■ YOUR OBJECTIVE
Could every line of the data be copied out once more, exactly?

■ RECORDS PROVIDED
//! ASN.1 object identifiers

use core::fmt;
use core::str::FromStr;

#[cfg(feature = "serde")]
use serde::{Deserialize, Serialize};

use crate::error::{validate, Error, Result};

/// An object identifier such as `1.3.132.0.10`
#[derive(Clone, Debug, PartialEq, Eq, Hash, PartialOrd, Ord)]
#[cfg_attr(feature = "serde", derive(Serialize, Deserialize))]
#[cfg_attr(feature = "serde", serde(try_from = "String", into = "String"))]
pub struct ObjectIdentifier(Vec<u64>);

impl ObjectIdentifier {
    /// Build an identifier from its arcs.
    ///
    /// At least two arcs are required, the first must be 0, 1 or 2, and the
    /// second must be below 40 unless the first is 2.
    pub fn new(arcs: &[u64]) -> Result<Self> {
        validate::parameter(arcs.len() >= 2, "oid", "needs at least two arcs")?;
        validate::parameter(arcs[0] <= 2, "oid", "first arc must be 0, 1 or 2")?;
        validate::parameter(
            arcs[0] == 2 || arcs[1] < 40,
            "oid",
            "second arc must be below 40",
        )?;
        validate::parameter(
            arcs[1] <= u64::MAX - 80,
            "oid",
            "second arc too large",
        )?;
        Ok(Self(arcs.to_vec()))
    }

    /// The arcs of this identifier
    pub fn arcs(&self) -> &[u64] {
        &self.0
    }

    /// DER content octets (without tag and length)
    pub fn to_der_bytes(&self) -> Vec<u8> {
        let mut out = Vec::with_capacity(self.0.len() + 4);
        encode_subidentifier(self.0[0] * 40 + self.0[1], &mut out);
        for &arc in &self.0[2..] {
            encode_subidentifier(arc, &mut out);
        }
        out
    }

    /// Parse DER content octets (without tag and length)
    pub fn from_der_bytes(bytes: &[u8]) -> Result<Self> {
        const CONTEXT: &str = "OBJECT IDENTIFIER";
        validate::tlv(!bytes.is_empty(), CONTEXT, "empty content")?;

        let mut arcs = Vec::with_capacity(bytes.len() + 1);
        let mut value: u64 = 0;
        let mut started = false;
        for &byte in bytes {
            validate::tlv(
                started || byte != 0x80,
                CONTEXT,
                "non-minimal subidentifier",
            )?;
            validate::tlv(value >> 57 == 0, CONTEXT, "subidentifier overflows 64 bits")?;
            value = (value << 7) | u64::from(byte & 0x7F);
            if byte & 0x80 == 0 {
                if arcs.is_empty() {
                    let first = (value / 40).min(2);
                    arcs.push(first);
                    arcs.push(value - first * 40);
                } else {
                    arcs.push(value);
                }
                value = 0;
                started = false;
            } else {
                started = true;
            }
        }
        validate::tlv(!started, CONTEXT, "truncated subidentifier")?;
        Ok(Self(arcs))
    }
}

fn encode_subidentifier(mut value: u64, out: &mut Vec<u8>) {
    let mut groups = [0u8; 10];
    let mut n = 0;
    loop {
        groups[n] = (value & 0x7F) as u8;
        n += 1;
        value >>= 7;
        if value == 0 {
            break;
        }
    }
    for i in (0..n).rev() {
        let continuation = if i == 0 { 0x00 } else { 0x80 };
        out.push(groups[i] | continuation);
    }
}

impl fmt::Display for ObjectIdentifier {
    fn fmt(&self, f: &mut fmt::Formatter<'_>) -> fmt::Result {
        for (i, arc) in self.0.iter().enumerate() {
            if i > 0 {
                f.write_str(".")?;
            }
            write!(f, "{}", arc)?;
        }
        Ok(())
    }
}

impl FromStr for ObjectIdentifier {
    type Err = Error;

    fn from_str(s: &str) -> Result<Self> {
        let arcs = s
            .split('.')
            .map(|arc| {
                arc.parse::<u64>()
                    .map_err(|_| Error::param("oid", format!("invalid arc '{}'", arc)))
            })
            .collect::<Result<Vec<_>>>()?;
        Self::new(&arcs)
    }
}

impl TryFrom<String> for ObjectIdentifier {
    type Error = Error;

    fn try_from(s: String) -> Result<Self> {
        s.parse()
    }
}

impl From<ObjectIdentifier> for String {
    fn from(oid: ObjectIdentifier) -> Self {
        oid.to_string()
    }
}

■ ANSWER AREA
//! ASN.1 object identifiers

use core::fmt;
use core::str::FromStr;

#[cfg(feature = "serde")]
use serde::{Deserialize, Serialize};

use crate::error::{validate, Error, Result};

/// An object identifier such as `1.3.132.0.10`
#[derive(Clone, Debug, PartialEq, Eq, Hash, PartialOrd, Ord)]
#[cfg_attr(feature = "serde", derive(Serialize, Deserialize))]
#[cfg_attr(feature = "serde", serde(try_from = "String", into = "String"))]
pub struct ObjectIdentifier(Vec<u64>);

impl ObjectIdentifier {
    /// Build an identifier from its arcs.
    ///
    /// At least two arcs are required, the first must be 0, 1 or 2, and the
    /// second must be below 40 unless the first is 2.
    pub fn new(arcs: &[u64]) -> Result<Self> {
        validate::parameter(arcs.len() >= 2, "oid", "needs at least two arcs")?;
        validate::parameter(arcs[0] <= 2, "oid", "first arc must be 0, 1 or 2")?;
        validate::parameter(
            arcs[0] == 2 || arcs[1] < 40,
            "oid",
            "second arc must be below 40",
        )?;
        validate::parameter(
            arcs[1] <= u64::MAX - 80,
            "oid",
            "second arc too large",
        )?;
        Ok(Self(arcs.to_vec()))
    }

    /// The arcs of this identifier
    pub fn arcs(&self) -> &[u64] {
        &self.0
    }

    /// DER content octets (without tag and length)
    pub fn to_der_bytes(&self) -> Vec<u8> {
        let mut out = Vec::with_capacity(self.0.len() + 4);
        encode_subidentifier(self.0[0] * 40 + self.0[1], &mut out);
        for &arc in &self.0[2..] {
            encode_subidentifier(arc, &mut out);
        }
        out
    }

    /// Parse DER content octets (without tag and length)
    pub fn from_der_bytes(bytes: &[u8]) -> Result<Self> {
        const CONTEXT: &str = "OBJECT IDENTIFIER";
        validate::tlv(!bytes.is_empty(), CONTEXT, "empty content")?;

        let mut arcs = Vec::with_capacity(bytes.len() + 1);
        let mut value: u64 = 0;
        let mut started = false;
        for &byte in bytes {
            validate::tlv(
                started || byte != 0x80,
                CONTEXT,
                "non-minimal subidentifier",
            )?;
            validate::tlv(value >> 57 == 0, CONTEXT, "subidentifier overflows 64 bits")?;
            value = (value << 7) | u64::from(byte & 0x7F);
            if byte & 0x80 == 0 {
                if arcs.is_empty() {
                    let first = (value / 40).min(2);
                    arcs.push(first);
                    arcs.push(value - first * 40);
                } else {
                    arcs.push(value);
                }
                value = 0;
                started = false;
            } else {
                started = true;
            }
        }
        validate::tlv(!started, CONTEXT, "truncated subidentifier")?;
        Ok(Self(arcs))
    }
}

fn encode_subidentifier(mut value: u64, out: &mut Vec<u8>) {
    let mut groups = [0u8; 10];
    let mut n = 0;
    loop {
        groups[n] = (value & 0x7F) as u8;
        n += 1;
        value >>= 7;
        if value == 0 {
            break;
        }
    }
    for i in (0..n).rev() {
        let continuation = if i == 0 { 0x00 } else { 0x80 };
        out.push(groups[i] | continuation);
    }
}

impl fmt::Display for ObjectIdentifier {
    fn fmt(&self, f: &mut fmt::Formatter<'_>) -> fmt::Result {
        for (i, arc) in self.0.iter().enumerate() {
            if i > 0 {
                f.write_str(".")?;
            }
            write!(f, "{}", arc)?;
        }
        Ok(())
    }
}

impl FromStr for ObjectIdentifier {
    type Err = Error;

    fn from_str(s: &str) -> Result<Self> {
        let arcs = s
            .split('.')
            .map(|arc| {
                arc.parse::<u64>()
                    .map_err(|_| Error::param("oid", format!("invalid arc '{}'", arc)))
            })
            .collect::<Result<Vec<_>>>()?;
        Self::new(&arcs)
    }
}

impl TryFrom<String> for ObjectIdentifier {
    type Error = Error;

    fn try_from(s: String) -> Result<Self> {
        s.parse()
    }
}

impl From<ObjectIdentifier> for String {
    fn from(oid: ObjectIdentifier) -> Self {
        oid.to_string()
    }
}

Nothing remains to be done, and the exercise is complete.